Since generally speaking an upzone changes the value of a property, it has been seen by the courts and policy makers as something prone to abuse. The worst example of spot zoning is the classic one of a campaign contributor giving lots of money to a candidate in exchange for upzoing his property. But conferring value to a property doesn’t have to be so brazen. The point has been to avoid subjective rezones that favor some owners over others and that don’t support broader land use policy.

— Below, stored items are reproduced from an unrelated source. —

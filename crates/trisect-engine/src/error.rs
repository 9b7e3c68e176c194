//! Error types for engine configuration and block-call contract violations.
//!
//! Numeric input never produces an error; only structural problems detected
//! at `prepare` time or cheap shape checks at the top of `process_block` do.

use thiserror::Error;

/// Errors reported by [`MultibandEngine`](crate::MultibandEngine).
#[derive(Debug, Clone, Copy, PartialEq, Error)]
pub enum EngineError {
    /// Sample rate is zero, negative or not finite.
    #[error("invalid sample rate: {0}")]
    InvalidSampleRate(f32),

    /// Maximum block size is zero.
    #[error("block size must be greater than zero")]
    InvalidBlockSize,

    /// Main channel count is zero.
    #[error("channel count must be greater than zero")]
    NoChannels,

    /// Sidechain channel count is neither 0, 1, nor the main channel count.
    #[error("unsupported sidechain layout: {sidechain_channels} sidechain channel(s) for {channels} main channel(s)")]
    UnsupportedSidechainLayout {
        /// Main channel count.
        channels: usize,
        /// Requested sidechain channel count.
        sidechain_channels: usize,
    },

    /// `process_block` was called before a successful `prepare`.
    #[error("engine is not prepared")]
    NotPrepared,

    /// Block is longer than the prepared maximum.
    #[error("block of {len} samples exceeds prepared maximum of {max}")]
    BlockTooLarge {
        /// Length of the offending block.
        len: usize,
        /// Prepared maximum block size.
        max: usize,
    },

    /// Main buffer channel count differs from the prepared layout.
    #[error("expected {expected} main channel(s), got {actual}")]
    ChannelMismatch {
        /// Prepared channel count.
        expected: usize,
        /// Channel count of the buffer passed in.
        actual: usize,
    },

    /// Main buffer channels have different lengths.
    #[error("main channel {channel} has {len} samples, expected {expected}")]
    RaggedBuffer {
        /// Offending channel index.
        channel: usize,
        /// Its length.
        len: usize,
        /// Length of channel 0.
        expected: usize,
    },
}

Legally what does a spot zone look like? How do the courts and lawyers advising the Council and policy makers determine what is spot zoning? Here, again from the MRSC summary:

The reasons for invalidating a rezone as an illegal spot zone usually include one or more of the following: (1) the rezone primarily serves a private interest, (2) the rezone is inconsistent with a comprehensive plan or the surrounding territory, or (3) the rezone constitutes arbitrary and capricious action. Each situation must be determined on its own facts and it is not always easy to determine conclusively whether a rezone would constitute an illegal spot zone.

So is what Councilmember O’Brien is proposing, “3 floors here, 2 floors there, and none over there” spot zoning? The answer is going to depend on whether the City Council decides to act on upzones for the Grand Bargain in one of the ways they can legally upzone, through “zone-wide” upzones that are legislative or contract rezones which are parcel specific and require quasi-judicial review. Either way, the changes have to match the Comprehensive Plan, including that plans land use map, which must be amended with every zoning change to align with plan. Anything else looks like spot zoning to me.

I’ve seen the strained efforts to craft legislation to hit the target of one parcel using legislation. It sometimes doesn’t work. Remember Strippergate? Probably not, but it was an effort to change parking requirements for one parcel in Lake City through legislation. It failed (I go through a more extended discussion of all this at the old Seattle’s Land Use Code blog) and cost some Councilmember’s their jobs. The Council, once scotch’d by scandal, usually learns its lesson. Here’s what Councilmember Steinbrueck said the time when the legislation was repealed:

I believe our precious covenant of trust with the public has been broken. We will take this vote today to rescind the Lake City rezone legislation and wipe the slate clean

It’s painful to imagine legislation to create some extra floors and height over here and over there and none over there, especially when engaging neighbors all over town who don’t want any upzones, period. Contract rezones? Practically speaking, with thousands of parcels in the city, this would turn the Council into a full time quasi-judicial review board and reviews of contract rezones; just one of them, can take years. And, by the way, the entire Comprehensive Plan is up for revision; how do Grand Bargain rezones line up with that process? Will some of that have to be done over?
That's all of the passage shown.